Читаем Сквозь ночь полностью

Стоит потратить немного времени, чтобы посмотреть, как из шлепка мягкой глины рождается кувшинчик. Сперва мастер приблизит к глине деревянный шаблон; на вращающемся кругу возникнет стройная форма. Другой шаблон поможет опростать внутренность будущего кувшинчика. Все как будто готово. Но не торопитесь. Отложив шаблоны, мастер придаст кувшинчику еще кое-что от своей руки. Вы так и не уловите, что именно, — круг вращается быстро, у искусства свои тайны.

На снятый с круга кувшинчик наносят стеком импровизированный углубленный узор, затем его сушат, зачищают шкуркой, промасливают и полируют накрепленным к концу деревянной палочки голубоватым гладким агатом. Почему именно агатом — никто вам не объяснит. Так принято издавна.

Потом кувшинчик отправится на обжиг, и выйдет он из печи либо матово-черным, либо серо-серебряным, либо коричнево-зеленоватым в радужных потеках поливы, либо еще каким-нибудь — это уж как наколдует мастер. И будет он звенящим и необычайно легким — таковы здешние глины. И вы, привезя такой кувшинчик, «чинчилу», домой, станете каждодневно им любоваться и огорчитесь безмерно, если кто-нибудь по неосторожности разобьет его. Ползая по полу, вы будете собирать осколки, провозитесь бог знает сколько времени, чтобы склеить, хоть и цена-то кувшинчику всего полтора рубля. Но вы-то знаете, что второго такого не будет.

В мастерской академии работают несколько художников-керамистов, недавно окончивших факультет декоративно-прикладного искусства.

Керамикой академия стала заниматься еще в 1927 году по инициативе Якова Николадзе. Он не только любил керамику и ценил как скульптор ее неиспользованные возможности. И не только заботился о сохранении древних народных промыслов. Настоящий художник, он еще понимал, что такие пустяки, как хорошая ваза или кувшинчик, играют в жизни человека кое-какую роль.

Не все, однако, были с этим согласны.
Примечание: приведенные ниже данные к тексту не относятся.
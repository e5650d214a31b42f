//! # courier-core
//!
//! The distributed delivery layer of Courier: who is online, which channels
//! each connection belongs to, and how an event reaches the right
//! connections no matter which worker holds them.
//!
//! - **Identity** - Resolve raw user ids in either encoding to one canonical id
//! - **Presence** - Shared connection ↔ user directory with leases
//! - **Handshake** - Authenticate, register presence, own connection cleanup
//! - **Membership** - Mirror persisted channel lists into local groups
//! - **Fan-out** - Group, connection and user delivery across workers
//! - **Router** - Validate, persist, then fan out client events
//!
//! ## Architecture
//!
//! ```text
//! ┌────────────┐    ┌────────────┐    ┌─────────────┐    ┌──────────┐
//! │ Handshake  │───▶│  Router    │───▶│ Broadcaster │───▶│ EventBus │
//! └────────────┘    └────────────┘    └─────────────┘    └──────────┘
//!       │                 │                  │                 │
//!       ▼                 ▼                  ▼                 ▼
//! ┌────────────┐    ┌────────────┐    ┌─────────────┐    ┌──────────┐
//! │  Presence  │    │ ChatStore  │    │  Presence   │    │ LocalHub │
//! └────────────┘    └────────────┘    └─────────────┘    └──────────┘
//! ```

pub mod bus;
pub mod error;
pub mod fanout;
pub mod group;
pub mod handshake;
pub mod hub;
pub mod identity;
pub mod memory;
pub mod membership;
pub mod message;
pub mod node;
pub mod presence;
pub mod router;
pub mod store;

#[cfg(feature = "redis")]
pub mod redis_bus;
#[cfg(feature = "redis")]
pub mod redis_presence;

pub use bus::{Envelope, EventBus, LocalBus};
pub use error::{RelayError, StoreError};
pub use fanout::{Broadcaster, Delivery};
pub use group::GroupId;
pub use handshake::{Handshake, HandshakeConfig, HandshakeRequest, HandshakeState, JoinedConnection};
pub use hub::{
    HubConfig, HubError, HubStats, LocalHub, Outbound, OutboundReceiver, OutboundSender,
};
pub use identity::{Identity, IdentityResolver, Role, UserDirectory, UserId};
pub use memory::MemoryStore;
pub use membership::MembershipSync;
pub use node::{Collaborators, Node, NodeConfig};
pub use presence::{MemoryPresence, PresenceDirectory};
pub use router::{Directive, EventRouter, EventStage, Origin, RouteOutcome};
pub use store::{AuthVerifier, ChatStore, Claims, RejectAllTokens};

#[cfg(feature = "redis")]
pub use redis_bus::RedisBus;
#[cfg(feature = "redis")]
pub use redis_presence::RedisPresence;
Вот что пишет Н. Джаши в книге «Грузинская советская архитектура» (издана в Тбилиси в 1956 году):

«Прикрываясь «левыми фразами», формалисты всех оттенков трубили о слиянии искусства с производством, низводили художника до роли ремесленника, деятеля предметов повседневного обихода. Советский человек с его материальными и культурными потребностями у них бесследно исчезал из поля зрения. Под влиянием этих «течений» в январе 1928 года в учебный план старших курсов всех факультетов Академии художеств вводится курс социологии искусства (Ах ты грех какой! — Л. В.); летом того же года на страницах местной печати развернулась дискуссия по вопросу о реформе Академии художеств Грузии. Особенно острый характер дискуссия принимает в 1929 году, когда формалистам, под прикрытием фраз о реконструкции народного хозяйства на социалистических началах, удается временно привлечь на свою сторону часть творческой интеллигенции…»
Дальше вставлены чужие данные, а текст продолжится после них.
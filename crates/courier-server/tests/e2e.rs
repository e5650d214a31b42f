//! End-to-end tests: real workers on ephemeral ports, driven over WebSocket.

use courier_core::memory::Seed;
use courier_core::{Collaborators, LocalBus, MemoryPresence, MemoryStore};
use courier_server::{AppState, Config, JwtVerifier};
use courier_protocol::RawUserId;
use futures_util::{SinkExt, StreamExt};
use serde_json::{json, Value};
use std::net::SocketAddr;
use std::sync::Arc;
use std::time::Duration;
use tokio::io::{AsyncReadExt, AsyncWriteExt};
use tokio::net::{TcpListener, TcpStream};
use tokio_tungstenite::tungstenite::client::IntoClientRequest;
use tokio_tungstenite::tungstenite::Message;
use tokio_tungstenite::{connect_async, MaybeTlsStream, WebSocketStream};

type Client = WebSocketStream<MaybeTlsStream<TcpStream>>;

const SECRET: &str = "e2e-secret";

const SEED: &str = r#"
[[users]]
id = 1
username = "alice"

[[users]]
id = 2
username = "bob"

[[users]]
id = 3
username = "carol"

[[channels]]
id = "chnl_general_chat"
members = [1, "2"]
"#;

struct Cluster {
    addrs: Vec<SocketAddr>,
    store: Arc<MemoryStore>,
}

async fn start_cluster(workers: usize) -> Cluster {
    let seed: Seed = toml::from_str(SEED).unwrap();
    let store = Arc::new(MemoryStore::from_seed(seed));
    let collaborators = Collaborators {
        directory: store.clone(),
        store: store.clone(),
        auth: Arc::new(JwtVerifier::new(SECRET)),
        presence: Arc::new(MemoryPresence::with_ttl(Duration::from_secs(90))),
        bus: Arc::new(LocalBus::new()),
    };

    let mut addrs = Vec::new();
    for index in 0..workers {
        let mut config = Config::default();
        config.metrics.enabled = false;
        let state = AppState::assemble(config, index, collaborators.clone());
        let listener = TcpListener::bind("127.0.0.1:0").await.unwrap();
        addrs.push(listener.local_addr().unwrap());
        tokio::spawn(courier_server::serve(listener, state));
    }

    Cluster { addrs, store }
}

async fn connect(addr: SocketAddr, query: &str) -> Client {
    let (ws, _) = connect_async(format!("ws://{addr}/ws?{query}")).await.unwrap();
    ws
}

async fn next_event(ws: &mut Client) -> Value {
    loop {
        let message = tokio::time::timeout(Duration::from_secs(5), ws.next())
            .await
            .expect("timed out waiting for event")
            .expect("stream ended")
            .unwrap();
        if let Message::Text(text) = message {
            return serde_json::from_str(&text).unwrap();
        }
    }
}

async fn send(ws: &mut Client, event: Value) {
    ws.send(Message::Text(event.to_string())).await.unwrap();
}

/// Connect and consume the `connected` / `channelsSynced` greeting.
async fn join(addr: SocketAddr, query: &str) -> (Client, Value) {
    let mut ws = connect(addr, query).await;
    let connected = next_event(&mut ws).await;
    assert_eq!(connected["event"], "connected");
    let synced = next_event(&mut ws).await;
    assert_eq!(synced["event"], "channelsSynced");
    (ws, synced)
}

#[tokio::test]
async fn test_handshake_greets_and_syncs_channels() {
    let cluster = start_cluster(1).await;
    let mut ws = connect(cluster.addrs[0], "userId=2").await;

    let connected = next_event(&mut ws).await;
    assert_eq!(connected["event"], "connected");
    assert_eq!(connected["data"]["userId"], "2");
    assert_eq!(connected["data"]["username"], "bob");

    let synced = next_event(&mut ws).await;
    assert_eq!(synced["data"]["channels"], json!(["chnl_general_chat"]));
}

#[tokio::test]
async fn test_unknown_user_is_refused() {
    let cluster = start_cluster(1).await;
    let mut ws = connect(cluster.addrs[0], "userId=999").await;

    let event = next_event(&mut ws).await;
    assert_eq!(event, json!({"event": "error", "data": "User not found"}));
}

#[tokio::test]
async fn test_token_cookie_handshake() {
    let cluster = start_cluster(1).await;
    let token = JwtVerifier::new(SECRET)
        .sign(&RawUserId::from(3), Duration::from_secs(60))
        .unwrap();

    let mut request = format!("ws://{}/ws", cluster.addrs[0])
        .into_client_request()
        .unwrap();
    request
        .headers_mut()
        .insert("Cookie", format!("user={token}").parse().unwrap());
    let (mut ws, _) = connect_async(request).await.unwrap();

    let connected = next_event(&mut ws).await;
    assert_eq!(connected["data"]["username"], "carol");
}

#[tokio::test]
async fn test_channel_message_across_workers() {
    let cluster = start_cluster(2).await;
    let (mut alice, _) = join(cluster.addrs[0], "userId=1").await;
    let (mut bob, _) = join(cluster.addrs[1], "userId=2").await;

    send(
        &mut alice,
        json!({"event": "grpMessage", "data": {
            "channelId": "chnl_general_chat",
            "senderId": 1,
            "content": "hello team"
        }}),
    )
    .await;

    let sent = next_event(&mut alice).await;
    assert_eq!(sent["event"], "messageSent");
    assert_eq!(sent["data"]["success"], true);

    let delivered = next_event(&mut bob).await;
    assert_eq!(delivered["event"], "grpMessage");
    assert_eq!(delivered["data"]["content"], "hello team");
    assert_eq!(delivered["data"]["senderName"], "alice");
    assert_eq!(delivered["data"]["messageId"], sent["data"]["messageId"]);

    let notification = next_event(&mut bob).await;
    assert_eq!(notification["event"], "notification");
    assert_eq!(notification["data"]["type"], "message");

    assert_eq!(cluster.store.message_count(), 1);
}

#[tokio::test]
async fn test_direct_message_to_offline_user() {
    let cluster = start_cluster(1).await;
    let (mut alice, _) = join(cluster.addrs[0], "userId=1").await;

    send(
        &mut alice,
        json!({"event": "message", "data": {
            "senderId": "1",
            "receiverId": 3,
            "content": "are you there?"
        }}),
    )
    .await;

    let info = next_event(&mut alice).await;
    assert_eq!(info["event"], "info");
    let sent = next_event(&mut alice).await;
    assert_eq!(sent["event"], "messageSent");
    assert_eq!(cluster.store.message_count(), 1);
}

#[tokio::test]
async fn test_malformed_event_keeps_connection_open() {
    let cluster = start_cluster(1).await;
    let (mut alice, _) = join(cluster.addrs[0], "userId=1").await;

    alice.send(Message::Text("{not json".into())).await.unwrap();
    assert_eq!(next_event(&mut alice).await["event"], "error");

    send(&mut alice, json!({"event": "ping", "data": {"timestamp": 5}})).await;
    let pong = next_event(&mut alice).await;
    assert_eq!(pong, json!({"event": "pong", "data": {"timestamp": 5}}));
}

#[tokio::test]
async fn test_health_endpoint() {
    let cluster = start_cluster(1).await;
    let (_alice, _) = join(cluster.addrs[0], "userId=1").await;

    let mut stream = TcpStream::connect(cluster.addrs[0]).await.unwrap();
    stream
        .write_all(b"GET /health HTTP/1.1\r\nHost: localhost\r\nConnection: close\r\n\r\n")
        .await
        .unwrap();
    let mut response = String::new();
    stream.read_to_string(&mut response).await.unwrap();

    assert!(response.starts_with("HTTP/1.1 200"));
    let body = response.split("\r\n\r\n").nth(1).unwrap();
    let health: Value = serde_json::from_str(body).unwrap();
    assert_eq!(health["status"], "ok");
    assert_eq!(health["connections"], 1);
}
Ох, как дорого мы расплачиваемся за конъюнктурную болтовню, за подмену здравого смысла стальными инвективами, за шаманское камланье иных кандидатов и докторов от искусства! Пойти бы им в энтомологи, там дело проще: поймал бабочку, дал понюхать чего надо, наколол на булавку, Приткнул на место, ярлычок подклеил — и баста…

К середине тридцатых годов охранители «высокого искусства» накрепко пришпилили «низводителей», «делателей предметов повседневного обихода» — и вот результат: подготовка специалистов в Области декоративно-прикладного искусства и промышленной эстетики была по всей стране сведена едва ли не к нулю.

Пожалуй, если бы поинтересоваться вовремя социологией, а заодно и историей, то прояснилось бы, что в периоды действительного расцвета искусств не существовало высоколобого белоручничества. Деление на «высокое» и «низкое» искусство произошло ведь от имущественно-классового разделения, оно лишь выражает социальное неравенство; оно есть продукт рыночных, торгашеских отношений. Но к чему социология энтомологам? Им — лишь бы пришпилить.